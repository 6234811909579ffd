//! Type constructors, object literals and array literals.

use super::{copyable, generate_expression, stored, value_of};
use crate::{
  ast::Expr,
  context::ResolutionCtx,
  conversion,
  error::{Error, Result},
  snippet::{Origin, Snippet},
  stitch,
  stitch::Args,
  types::{DataType, ScalarKind},
  value::ConstValue,
};

/// Call of a type schema: zero value, conversion, copy or construction from parts.
pub(super) fn construct(ctx: &mut ResolutionCtx, ty: &DataType, args: &[Expr]) -> Result<Snippet> {
  match ty.undecorated() {
    DataType::Scalar(_) => match args {
      [] => zero(ty),
      [arg] => {
        let value = value_of(ctx, arg, None)?;
        conversion::cast(ctx, value, ty).map(temporary)
      }
      _ => Err(Error::ArityMismatch {
        what: ty.to_string(),
        expected: 1,
        found: args.len(),
      }),
    },

    DataType::Vector { dim, component } => {
      let parts = values(ctx, args)?;
      construct_vector(ctx, ty, *dim, *component, parts)
    }

    DataType::Matrix { dim, component } => {
      let parts = values(ctx, args)?;
      construct_matrix(ctx, ty, *dim, *component, parts)
    }

    DataType::Array { .. } | DataType::Struct(_) => construct_composite(ctx, ty, args),

    other => Err(Error::InvalidConstruct(format!("`{}` has no constructor", other))),
  }
}

fn values(ctx: &mut ResolutionCtx, args: &[Expr]) -> Result<Vec<Snippet>> {
  args.iter().map(|arg| value_of(ctx, arg, None)).collect()
}

fn zero(ty: &DataType) -> Result<Snippet> {
  ConstValue::zero(ty)
    .map(|value| Snippet::constant(value, ty.undecorated().clone()))
    .ok_or_else(|| Error::InvalidConstruct(format!("`{}` has no zero value", ty)))
}

/// The result of an explicit conversion is a value, never a location.
fn temporary(snippet: Snippet) -> Snippet {
  let origin = if snippet.is_constant() {
    Origin::Constant
  } else {
    Origin::Runtime
  };

  Snippet { origin, ..snippet }
}

fn construct_vector(
  ctx: &mut ResolutionCtx,
  ty: &DataType,
  dim: u8,
  component: ScalarKind,
  mut parts: Vec<Snippet>,
) -> Result<Snippet> {
  let ty = ty.undecorated();
  let scalar = DataType::Scalar(component);

  if parts.is_empty() {
    return zero(ty);
  }

  if parts.len() == 1 {
    match parts[0].ty.undecorated() {
      DataType::Scalar(_) => {
        let part = parts.remove(0);
        let part = conversion::cast(ctx, part, &scalar)?;

        if let Some(value) = part.as_const() {
          return Ok(Snippet::constant(
            ConstValue::Composite(vec![value.clone(); dim as usize]),
            ty.clone(),
          ));
        }

        let code = stitch!(ctx, "{}({})", ty, part);
        return Ok(Snippet::runtime(code, ty.clone()));
      }

      DataType::Vector { dim: d, .. } if *d == dim => {
        let part = parts.remove(0);
        return conversion::cast(ctx, part, ty).map(temporary);
      }

      _ => (),
    }
  }

  let mut found = 0;
  let mut converted = Vec::with_capacity(parts.len());

  for part in parts {
    let (target, count) = match part.ty.undecorated() {
      DataType::Scalar(_) => (scalar.clone(), 1),
      DataType::Vector { dim: d, .. } => (DataType::vec(*d, component), *d as usize),
      other => {
        return Err(Error::TypeMismatch(format!(
          "`{}` cannot be built from a `{}`",
          ty, other
        )))
      }
    };

    found += count;
    converted.push(conversion::cast(ctx, part, &target)?);
  }

  if found != dim as usize {
    return Err(Error::ArityMismatch {
      what: ty.to_string(),
      expected: dim as usize,
      found,
    });
  }

  let constants: Option<Vec<&ConstValue>> = converted.iter().map(Snippet::as_const).collect();

  if let Some(constants) = constants {
    let mut components = Vec::with_capacity(dim as usize);

    for value in constants {
      match value {
        ConstValue::Composite(items) => components.extend(items.iter().cloned()),
        scalar => components.push(scalar.clone()),
      }
    }

    return Ok(Snippet::constant(ConstValue::Composite(components), ty.clone()));
  }

  let code = stitch!(ctx, "{}({})", ty, Args(&converted));
  Ok(Snippet::runtime(code, ty.clone()))
}

fn construct_matrix(
  ctx: &mut ResolutionCtx,
  ty: &DataType,
  dim: u8,
  component: ScalarKind,
  mut parts: Vec<Snippet>,
) -> Result<Snippet> {
  let ty = ty.undecorated();
  let n = dim as usize;

  let is_column = |part: &Snippet| matches!(part.ty.undecorated(), DataType::Vector { dim: d, .. } if *d == dim);
  let is_scalar = |part: &Snippet| matches!(part.ty.undecorated(), DataType::Scalar(_));

  if parts.is_empty() {
    return zero(ty);
  }

  if parts.len() == 1 && matches!(parts[0].ty.undecorated(), DataType::Matrix { dim: d, .. } if *d == dim) {
    let part = parts.remove(0);
    return conversion::cast(ctx, part, ty).map(temporary);
  }

  let target = if parts.len() == n && parts.iter().all(is_column) {
    DataType::vec(dim, component)
  } else if parts.len() == n * n && parts.iter().all(is_scalar) {
    DataType::Scalar(component)
  } else {
    return Err(Error::ArityMismatch {
      what: ty.to_string(),
      expected: n,
      found: parts.len(),
    });
  };

  let converted = parts
    .into_iter()
    .map(|part| conversion::cast(ctx, part, &target))
    .collect::<Result<Vec<_>>>()?;

  let constants: Option<Vec<ConstValue>> = converted.iter().map(|part| part.as_const().cloned()).collect();

  if let Some(constants) = constants {
    let columns = if constants.len() == n {
      constants
    } else {
      constants
        .chunks(n)
        .map(|column| ConstValue::Composite(column.to_vec()))
        .collect()
    };

    return Ok(Snippet::constant(ConstValue::Composite(columns), ty.clone()));
  }

  let code = stitch!(ctx, "{}({})", ty, Args(&converted));
  Ok(Snippet::runtime(code, ty.clone()))
}

fn construct_composite(ctx: &mut ResolutionCtx, ty: &DataType, args: &[Expr]) -> Result<Snippet> {
  let ty = ty.undecorated();

  match args {
    [] => {
      if let DataType::Array { count: None, .. } = ty {
        return Err(runtime_sized(ty));
      }

      let code = stitch!(ctx, "{}()", ty);
      Ok(Snippet::runtime(code, ty.clone()))
    }

    [arg @ (Expr::Object(_) | Expr::Array(_))] => generate_expression(ctx, arg, Some(ty)),

    [arg] => {
      let value = value_of(ctx, arg, Some(ty))?;

      // copy construction
      if conversion::rank(&value.ty, ty, false).is_some() {
        let value = conversion::cast(ctx, value, ty)?;
        return Ok(temporary(value));
      }

      let members = members(ty, 1)?;
      let value = copyable(ctx, value, arg)?;
      let value = conversion::try_convert(ctx, value, &members[0])?;
      compose(ctx, ty, vec![value])
    }

    _ => {
      let members = members(ty, args.len())?;
      let parts = args
        .iter()
        .zip(&members)
        .map(|(arg, member)| stored(ctx, arg, member))
        .collect::<Result<Vec<_>>>()?;

      compose(ctx, ty, parts)
    }
  }
}

fn runtime_sized(ty: &DataType) -> Error {
  Error::InvalidConstruct(format!("runtime-sized `{}` cannot be constructed", ty))
}

/// Types of the parts of a struct or fixed-size array built from `count` values.
fn members(ty: &DataType, count: usize) -> Result<Vec<DataType>> {
  let members: Vec<DataType> = match ty.undecorated() {
    DataType::Struct(schema) => schema.schema().fields().values().cloned().collect(),
    DataType::Array {
      element,
      count: Some(len),
    } => vec![element.as_ref().clone(); *len as usize],
    DataType::Array { count: None, .. } => return Err(runtime_sized(ty)),
    other => return Err(Error::InvalidConstruct(format!("`{}` is not a struct or an array", other))),
  };

  if members.len() != count {
    return Err(Error::ArityMismatch {
      what: ty.to_string(),
      expected: members.len(),
      found: count,
    });
  }

  Ok(members)
}

/// A struct or an array from converted parts; folded if every part is constant.
fn compose(ctx: &mut ResolutionCtx, ty: &DataType, parts: Vec<Snippet>) -> Result<Snippet> {
  let constants: Option<Vec<ConstValue>> = parts.iter().map(|part| part.as_const().cloned()).collect();

  if let Some(constants) = constants {
    let value = match ty.undecorated() {
      DataType::Struct(schema) => ConstValue::Struct(schema.schema().fields().keys().cloned().zip(constants).collect()),
      _ => ConstValue::Composite(constants),
    };

    return Ok(Snippet::constant(value, ty.clone()));
  }

  let code = stitch!(ctx, "{}({})", ty, Args(&parts));
  Ok(Snippet::runtime(code, ty.clone()))
}

pub(super) fn generate_object(
  ctx: &mut ResolutionCtx,
  fields: &[(String, Expr)],
  expected: Option<&DataType>,
) -> Result<Snippet> {
  let ty = match expected.map(DataType::undecorated) {
    Some(ty @ DataType::Struct(_)) => ty.clone(),
    _ => {
      return Err(Error::InvalidConstruct(format!(
        "the type of `{}` is unknown here; wrap it in a struct constructor, as in `Type({})`",
        Expr::Object(fields.to_vec()),
        Expr::Object(fields.to_vec())
      )))
    }
  };

  let schema = match &ty {
    DataType::Struct(schema) => schema.clone(),
    _ => return Err(Error::TypeMismatch(format!("`{}` is not a struct", ty))),
  };
  let schema = schema.schema();

  let given = |name: &str| fields.iter().find(|(field, _)| field == name).map(|(_, value)| value);

  let missing: Vec<String> = schema.fields().keys().filter(|name| given(name.as_str()).is_none()).cloned().collect();
  let unexpected: Vec<String> = fields
    .iter()
    .filter(|(name, _)| schema.field(name).is_none())
    .map(|(name, _)| name.clone())
    .collect();

  if !missing.is_empty() || !unexpected.is_empty() {
    return Err(Error::FieldMismatch {
      ty: schema.name().to_owned(),
      missing,
      unexpected,
    });
  }

  let mut parts = Vec::with_capacity(fields.len());

  for (name, field_ty) in schema.fields() {
    let value = given(name).ok_or_else(|| Error::InvalidConstruct(format!("missing field `{}`", name)))?;
    parts.push(stored(ctx, value, field_ty)?);
  }

  compose(ctx, &ty, parts)
}

pub(super) fn generate_array(ctx: &mut ResolutionCtx, items: &[Expr], expected: Option<&DataType>) -> Result<Snippet> {
  if items.is_empty() {
    return Err(Error::InvalidConstruct(
      "an empty array literal has no type; use the zero value of an array type instead".to_owned(),
    ));
  }

  if let Some(ty @ DataType::Array { .. }) = expected.map(DataType::undecorated) {
    let members = members(ty, items.len())?;
    let parts = items
      .iter()
      .zip(&members)
      .map(|(item, member)| stored(ctx, item, member))
      .collect::<Result<Vec<_>>>()?;

    return compose(ctx, ty, parts);
  }

  // without an expected type, elements settle on a common type without casts
  let parts = items
    .iter()
    .map(|item| {
      let part = generate_expression(ctx, item, None)?;
      copyable(ctx, part, item)
    })
    .collect::<Result<Vec<_>>>()?;

  let types: Vec<DataType> = parts.iter().map(|part| part.ty.clone()).collect();
  let element = conversion::unify(&types, None, false)
    .map(|result| result.target.concretize())
    .ok_or_else(|| Error::NoCommonType {
      context: "the elements of an array literal".to_owned(),
      types: types.clone(),
    })?;

  if element.is_void() || element.is_unknown() {
    return Err(Error::Capability {
      what: Expr::Array(items.to_vec()).to_string(),
      reason: format!("arrays cannot hold `{}` values", element),
    });
  }

  let ty = DataType::array(element.clone(), items.len() as u32);
  let parts = conversion::convert_all(ctx, parts, &vec![element; items.len()])?;
  compose(ctx, &ty, parts)
}

#[cfg(test)]
mod test {
  use super::*;
  use crate::{compile::CompileOptions, snippet::Value};

  fn ctx() -> ResolutionCtx {
    ResolutionCtx::new(CompileOptions::default())
  }

  fn text(snippet: &Snippet) -> &str {
    match &snippet.value {
      Value::Code(code) => code,
      other => panic!("expected code, found {:?}", other),
    }
  }

  fn argument(name: &str, ty: DataType) -> Snippet {
    Snippet::new(Value::Code(name.to_owned()), ty, Origin::Argument)
  }

  #[test]
  fn vectors_count_components() {
    let mut ctx = ctx();
    ctx.define("xy", argument("xy", DataType::vec(2, ScalarKind::F32)));

    let vec4f = DataType::vec(4, ScalarKind::F32);
    let v = construct(&mut ctx, &vec4f, &[Expr::ident("xy"), Expr::Int(0), Expr::Int(1)]).unwrap();
    assert_eq!(text(&v), "vec4f(xy, 0f, 1f)");

    let err = construct(&mut ctx, &vec4f, &[Expr::ident("xy"), Expr::Int(0)]).unwrap_err();
    assert!(matches!(err, Error::ArityMismatch { expected: 4, found: 3, .. }));
  }

  #[test]
  fn constant_vectors_fold() {
    let mut ctx = ctx();
    let vec3f = DataType::vec(3, ScalarKind::F32);

    let splat = construct(&mut ctx, &vec3f, &[Expr::Float(0.5)]).unwrap();
    assert_eq!(splat.as_const(), Some(&ConstValue::from(vec![0.5, 0.5, 0.5])));

    let zero = construct(&mut ctx, &vec3f, &[]).unwrap();
    assert_eq!(zero.as_const(), Some(&ConstValue::from(vec![0., 0., 0.])));
  }

  #[test]
  fn scalar_casts() {
    let mut ctx = ctx();
    ctx.define("i", argument("i", DataType::I32));

    let f = construct(&mut ctx, &DataType::F32, &[Expr::ident("i")]).unwrap();
    assert_eq!(text(&f), "f32(i)");
    assert!(ctx.diagnostics().is_empty());

    let u = construct(&mut ctx, &DataType::U32, &[Expr::Float(2.7)]).unwrap();
    assert_eq!(u.as_const(), Some(&ConstValue::Int(2)));
  }

  #[test]
  fn object_literals() {
    let mut ctx = ctx();
    let light = DataType::structure("Light", [("power", DataType::F32), ("on", DataType::BOOL)]);
    ctx.define("p", argument("p", DataType::F32));

    let lit = Expr::object([("power", Expr::ident("p")), ("on", Expr::Bool(true))]);
    let value = construct(&mut ctx, &light, &[lit]).unwrap();
    assert_eq!(text(&value), "Light(p, true)");

    let missing = Expr::object([("power", Expr::Int(1))]);
    let err = construct(&mut ctx, &light, &[missing]).unwrap_err();
    assert!(matches!(err, Error::FieldMismatch { missing, .. } if missing == ["on"]));

    let untyped = generate_object(&mut ctx, &[("power".to_owned(), Expr::Int(1))], None).unwrap_err();
    assert!(matches!(untyped, Error::InvalidConstruct(_)));
  }

  #[test]
  fn array_literal_inference() {
    let mut ctx = ctx();

    let ints = generate_array(&mut ctx, &[Expr::Int(1), Expr::Int(2)], None).unwrap();
    assert_eq!(ints.ty, DataType::array(DataType::I32, 2));
    assert_eq!(ints.as_const(), Some(&ConstValue::from(vec![1, 2])));

    let floats = generate_array(&mut ctx, &[Expr::Int(1), Expr::Float(2.5)], None).unwrap();
    assert_eq!(floats.ty, DataType::array(DataType::F32, 2));

    ctx.define("v", argument("v", DataType::vec(2, ScalarKind::F32)));
    let mixed = generate_array(&mut ctx, &[Expr::ident("v"), Expr::Float(1.)], None).unwrap_err();
    assert!(matches!(mixed, Error::NoCommonType { .. }));

    assert!(generate_array(&mut ctx, &[], None).is_err());
  }

  #[test]
  fn array_literal_against_expected_type() {
    let mut ctx = ctx();
    let ty = DataType::array(DataType::U32, 3);

    let err = generate_array(&mut ctx, &[Expr::Int(1), Expr::Int(2)], Some(&ty)).unwrap_err();
    assert!(matches!(err, Error::ArityMismatch { expected: 3, found: 2, .. }));
  }

  #[test]
  fn composite_copies() {
    let mut ctx = ctx();
    let ty = DataType::array(DataType::F32, 2);
    ctx.define(
      "k",
      Snippet::new(Value::Const(vec![1., 2.].into()), ty.clone(), Origin::ConstantRef),
    );

    let copy = construct(&mut ctx, &ty, &[Expr::ident("k")]).unwrap();
    assert_eq!(copy.origin, Origin::Constant);

    let zero = construct(&mut ctx, &ty, &[]).unwrap();
    assert_eq!(text(&zero), "array<f32, 2>()");
  }
}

## TASK
Scan the material above for the word "NoCommonType", and copy every line in which it is found.

## FINISHED TASK
    .ok_or_else(|| Error::NoCommonType {
    assert!(matches!(mixed, Error::NoCommonType { .. }));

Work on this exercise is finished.